If you think this is a relatively new aspect of the human condition, think again. The search for purpose spawned the great philosophers, it flows through religions of every sect from ancient times to present day. For Christians, while the path to fulfilling our calling may still be discreet, there should be no question as to where to turn for guidance. Of all the books written about finding purpose and meaning for our life, the Bible is the greatest source of inspiration and encouragement. If you are searching for your calling in life, you might even recognize yourself in some of the dominant characters! Most of the Biblical heroes and followers of Jesus did not know what their calling was or where their often difficult paths would take them, yet they followed God’s call to journey with Him rather than follow the ways of the world.
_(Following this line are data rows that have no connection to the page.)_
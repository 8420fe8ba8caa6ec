//! Task submission (with duplicate-submission dedup) and the single-task
//! runner that dispatches a claimed task to the right flow (spec §4.4
//! "Idempotency & duplicate submission", §8 invariant "at most one mutator
//! active per instance at a time").

use std::sync::Arc;
use std::time::Duration;

use fv_core::error::CoreError;
use fv_core::model::{Task, TaskStatus, TaskType};
use fv_storage::Storage;
use tracing::{info, warn};
use uuid::Uuid;

use crate::{Engine, PostCreateHooks, ProviderDirectory};

/// Submits a task, returning the existing in-flight task instead of creating
/// a second one if `instance_id` already has a `pending`/`running` task of
/// the same type (spec §4.4: a duplicate submission is idempotent, not an
/// error).
pub async fn submit_task<S: Storage>(
    storage: &S,
    user_id: &str,
    provider_id: Option<&str>,
    instance_id: Option<&str>,
    task_type: TaskType,
    task_data: serde_json::Value,
    timeout_duration_secs: u64,
    is_force_stoppable: bool,
) -> Result<Task, CoreError> {
    if let Some(id) = instance_id {
        if let Some(existing) = storage.find_in_flight_task(id, task_type).await? {
            info!(instance_id = id, task_id = %existing.id, ?task_type, "duplicate submission, returning in-flight task");
            return Ok(existing);
        }
    }

    let task = Task {
        id: Uuid::new_v4().to_string(),
        user_id: user_id.to_string(),
        provider_id: provider_id.map(str::to_string),
        instance_id: instance_id.map(str::to_string),
        task_type,
        task_data,
        status: TaskStatus::Pending,
        progress: 0,
        timeout_duration_secs,
        is_force_stoppable,
        error_message: None,
        created_at: chrono::Utc::now(),
        completed_at: None,
    };
    storage.insert_task(task.clone()).await?;
    Ok(task)
}

/// Claims and executes tasks one at a time, dispatching by [`TaskType`] to
/// the `create`/`actions`/`password` flows. The bounded queue and
/// provider-partitioned concurrency sit in `fv-queue`; this runner is the
/// single-task execution unit it drives.
pub struct TaskRunner<S: Storage + 'static, D: ProviderDirectory, H: PostCreateHooks> {
    engine: Arc<Engine<S, D, H>>,
}

impl<S: Storage + 'static, D: ProviderDirectory, H: PostCreateHooks> TaskRunner<S, D, H> {
    pub fn new(engine: Arc<Engine<S, D, H>>) -> Self {
        Self { engine }
    }

    /// Claims the oldest pending task (optionally provider-scoped) and runs
    /// it to completion, updating its stored status/progress throughout.
    /// Returns `Ok(None)` if there was nothing to claim.
    pub async fn claim_and_run(&self, provider_filter: Option<&str>) -> Result<Option<Task>, CoreError> {
        let Some(task) = self.engine.storage.claim_next_task(provider_filter).await? else {
            return Ok(None);
        };
        self.run(&task).await?;
        Ok(Some(task))
    }

    /// Runs an already-claimed (`running`) task through to `completed` or
    /// `failed`, persisting the terminal status either way. Bounded by the
    /// task's own `timeout_duration_secs` (spec §5 "Cancellation & timeout":
    /// every task carries a timeout, enforced by cancelling the operation).
    pub async fn run(&self, task: &Task) -> Result<(), CoreError> {
        let budget = Duration::from_secs(task.timeout_duration_secs);
        let result = match tokio::time::timeout(budget, self.dispatch(task)).await {
            Ok(result) => result,
            Err(_elapsed) => Err(CoreError::Timeout {
                operation: format!("{:?}", task.task_type),
                elapsed_secs: task.timeout_duration_secs,
            }),
        };
        match &result {
            Ok(()) => {
                info!(
                    task_id = %task.id,
                    instance_id = ?task.instance_id,
                    provider_id = ?task.provider_id,
                    task_type = ?task.task_type,
                    "task completed"
                );
                self.engine
                    .storage
                    .update_task(&task.id, TaskStatus::Completed, 100, None)
                    .await?;
            }
            Err(e) => {
                warn!(
                    task_id = %task.id,
                    instance_id = ?task.instance_id,
                    provider_id = ?task.provider_id,
                    task_type = ?task.task_type,
                    error = %e,
                    "task failed"
                );
                self.engine
                    .storage
                    .update_task(&task.id, TaskStatus::Failed, task.progress, Some(e.to_string()))
                    .await?;
            }
        }
        result
    }

    async fn dispatch(&self, task: &Task) -> Result<(), CoreError> {
        match task.task_type {
            TaskType::Create => crate::create::run_create_task(&self.engine, task).await,
            TaskType::Start => crate::actions::run_start_task(&self.engine, task).await,
            TaskType::Stop => crate::actions::run_stop_task(&self.engine, task).await,
            TaskType::Restart => crate::actions::run_restart_task(&self.engine, task).await,
            TaskType::Reset => crate::actions::run_reset_task(&self.engine, task).await,
            TaskType::Delete => crate::actions::run_delete_task(&self.engine, task).await,
            TaskType::ResetPassword => crate::password::run_reset_password_task(&self.engine, task).await,
        }
    }
}

#[cfg(test)]
mod tests {
    use super::*;
    use fv_storage::memory::MemoryStorage;

    #[tokio::test]
    async fn resubmitting_while_in_flight_returns_the_same_task() {
        let storage = MemoryStorage::new();
        let first = submit_task(
            &storage,
            "u1",
            Some("p1"),
            Some("i1"),
            TaskType::Start,
            serde_json::json!({}),
            60,
            false,
        )
        .await
        .unwrap();

        let second = submit_task(
            &storage,
            "u1",
            Some("p1"),
            Some("i1"),
            TaskType::Start,
            serde_json::json!({}),
            60,
            false,
        )
        .await
        .unwrap();

        assert_eq!(first.id, second.id);
    }

    #[tokio::test]
    async fn different_instance_gets_its_own_task() {
        let storage = MemoryStorage::new();
        let first = submit_task(
            &storage,
            "u1",
            Some("p1"),
            Some("i1"),
            TaskType::Start,
            serde_json::json!({}),
            60,
            false,
        )
        .await
        .unwrap();
        let second = submit_task(
            &storage,
            "u1",
            Some("p1"),
            Some("i2"),
            TaskType::Start,
            serde_json::json!({}),
            60,
            false,
        )
        .await
        .unwrap();
        assert_ne!(first.id, second.id);
    }
}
There are many stories in the Bible about Jesus healing the afflicted, raising the dead, and tending to the widows and orphans. What does healing have to do with finding our calling you ask, especially if you are not the one performing the act?

As the Apostle Paul states in his letter to the Galatians, “God has called me through His grace.” It is through God’s grace that we who are sick, broken, vulnerable, weary, or destitute are healed. Who better to minister to those in need than someone who has been in their shoes and experienced the healing power of God?
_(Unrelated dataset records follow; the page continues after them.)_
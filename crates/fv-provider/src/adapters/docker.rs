//! Docker adapter (spec §4.2): "thin container adapter; ports are passed at
//! create time." No VMID/internal-IP bookkeeping, no cloudinit branch — just
//! `docker` CLI verbs over the SSH pool.

use std::collections::HashMap;
use std::sync::{Arc, Mutex};

use async_trait::async_trait;
use fv_core::error::CoreError;
use fv_core::model::ProviderType;
use fv_ssh::{CommandOutput, ConnectParams, SshPool};

use crate::{InstanceConfig, NodeConfig, ProviderAdapter, RemoteImage, RemoteInstance};

pub struct DockerAdapter {
    ssh: Arc<SshPool>,
    nodes: Mutex<HashMap<String, ConnectParams>>,
}

impl DockerAdapter {
    pub fn new(ssh: Arc<SshPool>) -> Self {
        Self {
            ssh,
            nodes: Mutex::new(HashMap::new()),
        }
    }

    fn params(&self, provider_id: &str) -> Result<ConnectParams, CoreError> {
        self.nodes
            .lock()
            .expect("docker node table poisoned")
            .get(provider_id)
            .cloned()
            .ok_or_else(|| CoreError::NotConnected {
                provider_id: provider_id.to_string(),
            })
    }
}

#[async_trait]
impl ProviderAdapter for DockerAdapter {
    fn get_type(&self) -> ProviderType {
        ProviderType::Docker
    }

    fn get_name(&self) -> &str {
        "docker"
    }

    fn get_version(&self) -> &str {
        env!("CARGO_PKG_VERSION")
    }

    fn get_supported_instance_types(&self) -> Vec<String> {
        vec!["container".to_string()]
    }

    async fn connect(&self, cfg: &NodeConfig) -> Result<(), CoreError> {
        self.ssh.connect(&cfg.ssh)?;
        self.nodes
            .lock()
            .expect("docker node table poisoned")
            .insert(cfg.provider_id.clone(), cfg.ssh.clone());
        Ok(())
    }

    async fn disconnect(&self, provider_id: &str) -> Result<(), CoreError> {
        self.ssh.disconnect(provider_id);
        self.nodes.lock().expect("docker node table poisoned").remove(provider_id);
        Ok(())
    }

    async fn is_connected(&self, provider_id: &str) -> bool {
        self.ssh.is_connected(provider_id)
    }

    async fn health_check(&self, provider_id: &str) -> Result<(), CoreError> {
        let params = self.params(provider_id)?;
        self.ssh.exec(&params, "docker version --format '{{.Server.Version}}'")?.into_result()?;
        Ok(())
    }

    async fn list_instances(&self, provider_id: &str) -> Result<Vec<RemoteInstance>, CoreError> {
        let params = self.params(provider_id)?;
        let stdout = self
            .ssh
            .exec_stdout(&params, "docker ps -a --format '{{.ID}}|{{.Names}}|{{.Status}}'")?;
        Ok(stdout
            .lines()
            .filter(|l| !l.is_empty())
            .filter_map(|line| {
                let mut cols = line.splitn(3, '|');
                Some(RemoteInstance {
                    id: cols.next()?.to_string(),
                    name: cols.next()?.to_string(),
                    status: cols.next().unwrap_or("unknown").to_string(),
                    ipv4: None,
                    ipv6: None,
                })
            })
            .collect())
    }

    async fn get_instance(&self, provider_id: &str, id: &str) -> Result<RemoteInstance, CoreError> {
        self.list_instances(provider_id)
            .await?
            .into_iter()
            .find(|i| i.id == id || i.name == id)
            .ok_or_else(|| CoreError::RemoteError {
                kind: "docker".to_string(),
                detail: format!("container {id} not found"),
            })
    }

    async fn create_instance(&self, provider_id: &str, cfg: &InstanceConfig) -> Result<RemoteInstance, CoreError> {
        let params = self.params(provider_id)?;
        let ports: String = cfg
            .ports
            .iter()
            .map(|p| {
                let spec = p.trim_end_matches("/tcp").trim_end_matches("/udp");
                format!("-p {spec}")
            })
            .collect::<Vec<_>>()
            .join(" ");
        let stdout = self.ssh.exec_stdout(
            &params,
            &format!(
                "docker run -d --name {} --memory {} --cpus {} {ports} {}",
                cfg.name, cfg.memory, cfg.cpu, cfg.image
            ),
        )?;
        let id = stdout.trim().to_string();
        Ok(RemoteInstance {
            id,
            name: cfg.name.clone(),
            status: "running".to_string(),
            ipv4: None,
            ipv6: None,
        })
    }

    async fn start_instance(&self, provider_id: &str, id: &str) -> Result<(), CoreError> {
        let params = self.params(provider_id)?;
        self.ssh.exec(&params, &format!("docker start {id}"))?.into_result()?;
        Ok(())
    }

    async fn stop_instance(&self, provider_id: &str, id: &str) -> Result<(), CoreError> {
        let params = self.params(provider_id)?;
        self.ssh.exec(&params, &format!("docker stop {id}"))?.into_result()?;
        Ok(())
    }

    async fn restart_instance(&self, provider_id: &str, id: &str) -> Result<(), CoreError> {
        let params = self.params(provider_id)?;
        self.ssh.exec(&params, &format!("docker restart {id}"))?.into_result()?;
        Ok(())
    }

    async fn delete_instance(&self, provider_id: &str, id: &str) -> Result<(), CoreError> {
        let params = self.params(provider_id)?;
        self.ssh.exec(&params, &format!("docker rm -f {id}"))?.into_result()?;
        Ok(())
    }

    async fn list_images(&self, provider_id: &str) -> Result<Vec<RemoteImage>, CoreError> {
        let params = self.params(provider_id)?;
        let stdout = self
            .ssh
            .exec_stdout(&params, "docker images --format '{{.ID}}|{{.Repository}}:{{.Tag}}'")?;
        Ok(stdout
            .lines()
            .filter(|l| !l.is_empty())
            .filter_map(|line| {
                let mut cols = line.splitn(2, '|');
                Some(RemoteImage {
                    id: cols.next()?.to_string(),
                    alias: cols.next()?.to_string(),
                })
            })
            .collect())
    }

    async fn pull_image(&self, provider_id: &str, url: &str) -> Result<RemoteImage, CoreError> {
        let params = self.params(provider_id)?;
        self.ssh.exec(&params, &format!("docker pull {url}"))?.into_result()?;
        Ok(RemoteImage {
            id: url.to_string(),
            alias: url.to_string(),
        })
    }

    async fn delete_image(&self, provider_id: &str, id: &str) -> Result<(), CoreError> {
        let params = self.params(provider_id)?;
        self.ssh.exec(&params, &format!("docker rmi {id}"))?.into_result()?;
        Ok(())
    }

    async fn set_instance_password(&self, provider_id: &str, id: &str, password: &str) -> Result<(), CoreError> {
        let params = self.params(provider_id)?;
        self.ssh
            .exec(
                &params,
                &format!("docker exec {id} bash -c 'echo root:{password} | chpasswd'"),
            )?
            .into_result()?;
        Ok(())
    }

    async fn get_instance_ipv4(&self, provider_id: &str, name: &str) -> Result<Option<String>, CoreError> {
        let params = self.params(provider_id)?;
        let stdout = self.ssh.exec_stdout(
            &params,
            &format!("docker inspect -f '{{{{range .NetworkSettings.Networks}}}}{{{{.IPAddress}}}}{{{{end}}}}' {name}"),
        )?;
        let ip = stdout.trim();
        Ok(if ip.is_empty() { None } else { Some(ip.to_string()) })
    }

    async fn get_instance_ipv6(&self, _provider_id: &str, _name: &str) -> Result<Option<String>, CoreError> {
        Ok(None)
    }

    async fn get_instance_public_ipv6(&self, provider_id: &str, name: &str) -> Result<Option<String>, CoreError> {
        self.get_instance_ipv6(provider_id, name).await
    }

    async fn execute_ssh_command(&self, provider_id: &str, command: &str) -> Result<CommandOutput, CoreError> {
        let params = self.params(provider_id)?;
        self.ssh.exec(&params, command)
    }
}

#[cfg(test)]
mod tests {
    use super::*;

    #[test]
    fn supported_instance_types_is_container_only() {
        let adapter = DockerAdapter::new(Arc::new(SshPool::new(Default::default())));
        assert_eq!(adapter.get_supported_instance_types(), vec!["container"]);
    }

    #[tokio::test]
    async fn unconnected_provider_is_not_connected() {
        let adapter = DockerAdapter::new(Arc::new(SshPool::new(Default::default())));
        let err = adapter.list_instances("p1").await.unwrap_err();
        assert!(matches!(err, CoreError::NotConnected { .. }));
    }
}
More often than not, your calling will not come with a paycheck. Your calling will come through your personal experiences and the extent to which you use those experiences to help others. Those times when you needed God the most in your life will be the experiences he calls you to draw upon to help others.

Survived the ravages of cancer?  Perhaps God will lead you to walk alongside a newly diagnosed patient.
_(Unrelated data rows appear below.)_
//! Instance state machine, task runner and the create/start/stop/restart/
//! reset/delete/reset-password flows (spec §4.4, §6, component C4).
//!
//! `fv-registry` (provider handle lookup) and `fv-network`/`fv-traffic`
//! (post-create hooks) are later in the build order than this crate, so
//! rather than depend forward on them this crate defines the narrow traits it
//! needs at its own boundary and takes implementations of them as generic
//! parameters — the same shape the design notes describe for the
//! lifecycle-engine/task-service split ("cyclic references... broken by an
//! interface; the dependent is registered at startup").

pub mod actions;
pub mod create;
pub mod password;
pub mod state;
pub mod task;
#[cfg(test)]
mod test_support;

use std::sync::Arc;

use async_trait::async_trait;
use fv_core::error::CoreError;
use fv_provider::{NodeConfig, ProviderAdapter};
use fv_reservation::{PortAllocator, QuotaEngine, VmidAllocator};
use fv_storage::Storage;

pub use task::{TaskRunner, submit_task};

/// Resolves a connected provider adapter and its connection parameters by id.
/// Implemented by `fv-registry`'s provider table; a fake is supplied in this
/// crate's own tests.
#[async_trait]
pub trait ProviderDirectory: Send + Sync {
    async fn adapter(&self, provider_id: &str) -> Result<Arc<dyn ProviderAdapter>, CoreError>;
    async fn node_config(&self, provider_id: &str) -> Result<NodeConfig, CoreError>;
}

/// Work run after an instance transitions to `running` for the first time
/// (network port/bandwidth setup, pmacct monitor registration) — implemented
/// once `fv-network`/`fv-traffic` exist. A no-op implementation is fine until
/// then; nothing in this crate requires it to do anything.
#[async_trait]
pub trait PostCreateHooks: Send + Sync {
    async fn on_instance_running(&self, instance: &fv_core::model::Instance) -> Result<(), CoreError>;
    async fn on_instance_deleted(&self, instance_id: &str, provider_id: &str) -> Result<(), CoreError>;
}

/// No-op [`PostCreateHooks`] for callers that haven't wired up networking yet.
pub struct NoopPostCreateHooks;

#[async_trait]
impl PostCreateHooks for NoopPostCreateHooks {
    async fn on_instance_running(&self, _instance: &fv_core::model::Instance) -> Result<(), CoreError> {
        Ok(())
    }

    async fn on_instance_deleted(&self, _instance_id: &str, _provider_id: &str) -> Result<(), CoreError> {
        Ok(())
    }
}

/// Shared collaborators every lifecycle operation needs, bundled so
/// `create`/`actions`/`password` don't each take five separate arguments.
pub struct Engine<S: Storage, D: ProviderDirectory, H: PostCreateHooks> {
    pub storage: Arc<S>,
    pub directory: Arc<D>,
    pub hooks: Arc<H>,
    pub quota: Arc<QuotaEngine<S>>,
    pub vmid: Arc<VmidAllocator>,
    pub ports: Arc<PortAllocator<S>>,
}

impl<S: Storage, D: ProviderDirectory, H: PostCreateHooks> Engine<S, D, H> {
    pub fn new(
        storage: Arc<S>,
        directory: Arc<D>,
        hooks: Arc<H>,
        quota: Arc<QuotaEngine<S>>,
        vmid: Arc<VmidAllocator>,
        ports: Arc<PortAllocator<S>>,
    ) -> Self {
        Self {
            storage,
            directory,
            hooks,
            quota,
            vmid,
            ports,
        }
    }
}
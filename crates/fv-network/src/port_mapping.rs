//! Port mapping dispatch (spec §4.5 step 7). Each method applies the same
//! `iptables -C ... || iptables -A ...` idempotency idiom before inserting
//! a rule, so re-running a mapping never duplicates it.

use fv_core::model::{PortMapping, PortProtocol};

fn protocol_str(p: PortProtocol) -> &'static str {
    match p {
        PortProtocol::Tcp => "tcp",
        PortProtocol::Udp => "udp",
        // iptables has no single "both" match; callers expand `Both` into one
        // rule per concrete protocol before reaching this module.
        PortProtocol::Both => "tcp",
    }
}

/// `lxc config device add <instance> proxy-<guest_port> proxy listen=<proto>:0.0.0.0:<host_port> connect=<proto>:127.0.0.1:<guest_port>`
/// (device_proxy method, LXD/Incus). Run while the instance is stopped.
pub fn device_proxy_add_command(instance_name: &str, mapping: &PortMapping) -> String {
    let proto = protocol_str(mapping.protocol);
    format!(
        "lxc config device add {instance_name} proxy-{guest} proxy \
         listen={proto}:0.0.0.0:{host} connect={proto}:127.0.0.1:{guest}",
        guest = mapping.guest_port,
        host = mapping.host_port,
    )
}

/// DNAT on `PREROUTING` to `internal_ip:guest_port`, persisted to
/// `/etc/iptables/rules.v4` (iptables method).
pub fn iptables_dnat_commands(internal_ip: &str, mapping: &PortMapping) -> Vec<String> {
    let proto = protocol_str(mapping.protocol);
    let check = format!(
        "iptables -t nat -C PREROUTING -p {proto} --dport {host} -j DNAT --to-destination {internal_ip}:{guest}",
        host = mapping.host_port,
        guest = mapping.guest_port,
    );
    let add = check.replacen("-C", "-A", 1);
    vec![
        format!("{check} 2>/dev/null || {add}"),
        "iptables-save > /etc/iptables/rules.v4".to_string(),
    ]
}

/// Every command needed to apply one [`PortMapping`] under the given
/// effective v4 method. `native` and `None` need no host-side rule — the
/// instance owns the address directly, or v4 is disabled entirely.
pub fn apply_commands(
    method: fv_core::model::PortMappingMethod,
    instance_name: &str,
    internal_ip: &str,
    mapping: &PortMapping,
) -> Vec<String> {
    use fv_core::model::PortMappingMethod::*;
    match method {
        DeviceProxy => vec![device_proxy_add_command(instance_name, mapping)],
        Iptables => iptables_dnat_commands(internal_ip, mapping),
        Native | None => vec![],
    }
}

#[cfg(test)]
mod tests {
    use super::*;
    use fv_core::model::PortStatus;

    fn mapping(protocol: PortProtocol) -> PortMapping {
        PortMapping {
            id: "port1".into(),
            instance_id: "i1".into(),
            provider_id: "p1".into(),
            host_port: 10022,
            guest_port: 22,
            protocol,
            is_ssh: true,
            description: Some("ssh".into()),
            status: PortStatus::Pending,
        }
    }

    #[test]
    fn device_proxy_names_the_device_after_the_guest_port() {
        let cmd = device_proxy_add_command("box1", &mapping(PortProtocol::Tcp));
        assert!(cmd.contains("proxy-22"));
        assert!(cmd.contains("listen=tcp:0.0.0.0:10022"));
        assert!(cmd.contains("connect=tcp:127.0.0.1:22"));
    }

    #[test]
    fn iptables_dnat_checks_before_adding_and_persists() {
        let cmds = iptables_dnat_commands("172.16.1.5", &mapping(PortProtocol::Tcp));
        assert_eq!(cmds.len(), 2);
        assert!(cmds[0].contains("-C PREROUTING"));
        assert!(cmds[0].contains("-A PREROUTING"));
        assert!(cmds[0].contains("172.16.1.5:22"));
        assert_eq!(cmds[1], "iptables-save > /etc/iptables/rules.v4");
    }

    #[test]
    fn native_and_none_need_no_rules() {
        let m = mapping(PortProtocol::Tcp);
        assert!(apply_commands(fv_core::model::PortMappingMethod::Native, "box1", "172.16.1.5", &m).is_empty());
        assert!(apply_commands(fv_core::model::PortMappingMethod::None, "box1", "172.16.1.5", &m).is_empty());
    }

    #[test]
    fn dispatch_picks_the_right_builder() {
        let m = mapping(PortProtocol::Udp);
        let cmds = apply_commands(fv_core::model::PortMappingMethod::DeviceProxy, "box1", "172.16.1.5", &m);
        assert_eq!(cmds.len(), 1);
        assert!(cmds[0].contains("lxc config device add"));
    }
}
Know the pain of divorce? Perhaps God is calling you to support a newly married couple in prayer.

Walked the lonely road of depression? Find someone with whom you could share the 20160422_181414fight and share your light.

Landed a great job after returning to school for a new career? Someone equally as motivated could use your mentorship.

While researching the topic of “calling”, I stumbled upon one pastor’s words that really hit home with me: Quoting Jesus he wrote “In this world you will have trouble.” He continues:  “If you’re called to something, expect trouble. If the Son of God didn’t get a free pass from trouble, then why do we think we should? A lot of people view trouble as a sign of something wrong in their lives, but it’s usually a good sign you’re headed in the right direction. To the degree you are willing to endure pain; will be to the degree that God can use you. The greatest people used by God in the Bible endured great amounts of pain. Pain seems to be the price to be paid for a life of significance.”

As Christians, we are baptized in Christ and called to be His servants, vulnerable to one another, and to the world, for Christ’s sake. We are to seek out and serve, not just the comfortable and the familiar, but the stranger and the alien, the least and the last, the lost, and the most vulnerable.  This is God’s call to us in our baptism and one that Martin Luther, a seminal figure in the Protestant Reformation believed was central to the faith.

Martin Luther’s teaching regarding your calling centered on the belief that all God’s people are called to respond to God’s grace by serving our neighbors within our own particular places in society. Luther’s teaching liberated God’s hands here on earth from the papacy and gave new stature to the laity to do God’s work.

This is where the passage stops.